Introducing Scylla Enterprise 2019.1
Scylla Enterprise is a NoSQL database that offers the horizontal scale-out and fault-tolerance of Apache Cassandra, yet delivers 10X the throughput and consistent, low single-digit latencies. Implemented from scratch in C++, Scylla’s close-to-the-hardware design significantly reduces the number of database nodes you require and self-optimizes to dynamic workloads and various hardware combinations.
With Scylla Enterprise 2019.1 we’ve introduced new capabilities, as well as inherited a rich set of new features from our Scylla Open Source 3.0 release for more efficient querying, reduced storage requirements, lower repair times, and better overall database performance. Already the industry’s most performant NoSQL database, Scylla now includes production-ready features that surpass the capabilities of Apache Cassandra.
Scylla Enterprise 2019.1 is now available for download for existing customers.
If you’re not yet a customer, you can register for a 30-day trial.
New Features in 2019.1
Scylla Enterprise 2019.1 includes all the Scylla Enterprise features of previous releases, including Auditing and In-Memory Tables. It also now includes an innovative new feature that’s exclusive to Scylla Enterprise:
Workload Prioritization (Technology Preview)

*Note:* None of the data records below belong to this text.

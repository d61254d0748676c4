//! Dimensionality reduction
//!
//! Chooses the feature columns a split is searched on. Searching on a random column subset
//! decorrelates the trees of a forest.
use ndarray::{Array1, ArrayBase, Data, Ix1};
use rand::{seq::index::sample, Rng};

#[cfg(feature = "serde")]
use serde_crate::{Deserialize, Serialize};

use crate::dataset::{Float, Label, SortedDataSpec};
use crate::error::{Error, Result};

/// Feature subsampling policy applied before each split search
#[cfg_attr(
    feature = "serde",
    derive(Serialize, Deserialize),
    serde(crate = "serde_crate")
)]
#[derive(Clone, Copy, Debug, PartialEq, Eq, Default)]
pub enum DimensionReduction {
    /// Every feature takes part in every split
    #[default]
    All,
    /// Each split draws `n_vars` distinct features uniformly at random
    Uniform { n_vars: usize },
}

impl DimensionReduction {
    /// Draws the columns of a `width` wide dataset to split on
    ///
    /// Fails with `Parameters` if more columns are requested than available.
    pub fn select(&self, width: usize, rng: &mut impl Rng) -> Result<DrSelection> {
        match *self {
            DimensionReduction::All => Ok(DrSelection {
                selected: (0..width).collect(),
                original_width: width,
            }),
            DimensionReduction::Uniform { n_vars } => {
                if n_vars > width {
                    return Err(Error::Parameters(format!(
                        "cannot select {} variables out of {}",
                        n_vars, width
                    )));
                }
                let mut selected = sample(rng, width, n_vars).into_vec();
                selected.sort_unstable();

                Ok(DrSelection {
                    selected,
                    original_width: width,
                })
            }
        }
    }

    /// Number of columns a selection on `width` columns keeps
    pub fn n_vars(&self, width: usize) -> usize {
        match *self {
            DimensionReduction::All => width,
            DimensionReduction::Uniform { n_vars } => n_vars,
        }
    }
}

/// Columns chosen for one split search
#[derive(Clone, Debug, PartialEq, Eq)]
pub struct DrSelection {
    selected: Vec<usize>,
    original_width: usize,
}

impl DrSelection {
    /// Selected columns, ascending
    pub fn selected(&self) -> &[usize] {
        &self.selected
    }

    pub fn original_width(&self) -> usize {
        self.original_width
    }

    pub fn is_all(&self) -> bool {
        self.selected.len() == self.original_width
    }

    /// Restricts `data` to the selected columns
    pub fn reduce<F: Float, L: Label>(&self, data: &SortedDataSpec<F, L>) -> SortedDataSpec<F, L> {
        if self.is_all() {
            data.clone()
        } else {
            data.select_columns(&self.selected)
        }
    }

    /// Scatters a vector over the selected columns back to the full width, zero elsewhere
    pub fn expand<F: Float>(
        &self,
        reduced: &ArrayBase<impl Data<Elem = F>, Ix1>,
    ) -> Result<Array1<F>> {
        if reduced.len() != self.selected.len() {
            return Err(Error::ShapeMismatch {
                context: "reduced projector",
                expected: self.selected.len(),
                found: reduced.len(),
            });
        }

        let mut full = Array1::zeros(self.original_width);
        for (value, column) in reduced.iter().zip(&self.selected) {
            full[*column] = *value;
        }
        Ok(full)
    }
}

#[cfg(test)]
mod tests {
    use super::*;
    use ndarray::array;
    use rand::SeedableRng;
    use rand_xoshiro::Xoshiro256Plus;

    #[test]
    fn all_selects_every_column() {
        let mut rng = Xoshiro256Plus::seed_from_u64(0);
        let selection = DimensionReduction::All.select(4, &mut rng).unwrap();

        assert_eq!(selection.selected(), &[0, 1, 2, 3]);
        assert!(selection.is_all());
    }

    #[test]
    fn uniform_draws_distinct_sorted_columns() {
        let mut rng = Xoshiro256Plus::seed_from_u64(7);
        let strategy = DimensionReduction::Uniform { n_vars: 3 };

        for _ in 0..50 {
            let selection = strategy.select(10, &mut rng).unwrap();
            let selected = selection.selected();
            assert_eq!(selected.len(), 3);
            assert!(selected.windows(2).all(|w| w[0] < w[1]));
            assert!(selected.iter().all(|c| *c < 10));
        }
    }

    #[test]
    fn uniform_rejects_too_many_variables() {
        let mut rng = Xoshiro256Plus::seed_from_u64(0);
        let res = DimensionReduction::Uniform { n_vars: 5 }.select(4, &mut rng);
        assert!(matches!(res, Err(Error::Parameters(_))));
    }

    #[test]
    fn expand_scatters_back_to_full_width() {
        let selection = DrSelection {
            selected: vec![1, 3],
            original_width: 5,
        };
        let full = selection.expand(&array![0.6, -0.8]).unwrap();
        assert_eq!(full, array![0., 0.6, 0., -0.8, 0.]);

        assert!(selection.expand(&array![1.0]).is_err());
    }
}
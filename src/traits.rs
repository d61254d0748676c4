//! Provide traits for different classes of algorithms
//!

use ndarray::{Array1, ArrayBase, Data, Ix2};

use crate::dataset::{DataSpec, Float, Label};
use crate::error::Result;

/// Fittable algorithms
///
/// A fittable algorithm takes a dataset and creates a concept of some kind about it. For example
/// in tree induction the training data is used to grow a tree of separating projections. The
/// `Fit` trait is implemented on the checked hyperparameters of an algorithm and returns the
/// trained model.
pub trait Fit<D> {
    type Object;

    fn fit(&self, dataset: &D) -> Result<Self::Object>;
}

/// Predict with model into a mutable reference of targets.
pub trait PredictInplace<R, T> {
    /// Predict something in place
    fn predict_inplace<'a>(&'a self, x: &'a R, y: &mut T);

    /// Create targets that `predict_inplace` works with.
    fn default_target(&self, x: &R) -> T;
}

/// Predict with model
///
/// This trait assumes the `PredictInplace` implementation and provides additional input/output
/// combinations.
///
/// # Provided implementation
///
/// * Array2 -> Array1 with default targets
/// * DataSpec -> Array1 on the features of the dataset
pub trait Predict<R, T> {
    fn predict(&self, x: R) -> T;
}

impl<'a, L, D: Data, O> Predict<&'a ArrayBase<D, Ix2>, Array1<L>> for O
where
    O: PredictInplace<ArrayBase<D, Ix2>, Array1<L>>,
{
    fn predict(&self, records: &'a ArrayBase<D, Ix2>) -> Array1<L> {
        let mut targets = self.default_target(records);
        self.predict_inplace(records, &mut targets);
        targets
    }
}

impl<'a, F: Float, L: Label, O> Predict<&'a DataSpec<F, L>, Array1<L>> for O
where
    O: for<'b> PredictInplace<ndarray::ArrayView2<'b, F>, Array1<L>>,
{
    fn predict(&self, dataset: &'a DataSpec<F, L>) -> Array1<L> {
        let records = dataset.x();
        let mut targets = self.default_target(&records);
        self.predict_inplace(&records, &mut targets);
        targets
    }
}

Scylla Enterprise will enable its users to safely balance multiple real-time workloads within a single database cluster. For example, Online Transaction Processing (OLTP) and Online Analytical Processing (OLAP), which have very different data access patterns and characteristics, can be run concurrently on the same cluster. OLTP involves many small and varied transactions, including mixed writes, updates, and reads, with a high sensitivity to latency. In contrast, OLAP emphasizes the throughput of broad scans across datasets. By introducing capabilities that isolate workloads, Scylla Enterprise will uniquely support simultaneous OLTP and OLAP workloads without sacrificing latency or throughput. However, workload prioritization can be used to differentiate between any two or more different workloads (for example, different OLTP workloads with different priorities or SLAs). More on Workload Prioritization
Features Inherited from Scylla Open Source
The following features that were previously introduced in Scylla Open Source are now part of the Enterprise branch and are included with the Scylla 2019.1 release:
Material Views automate the tedious and inefficient chores created when an application maintains several tables with the same data organized differently. Data is divided into partitions that can be found by a partition key. Sometimes the application needs to find a partition or partitions by the value of another column. Doing this efficiently without scanning all of the partitions requires indexing.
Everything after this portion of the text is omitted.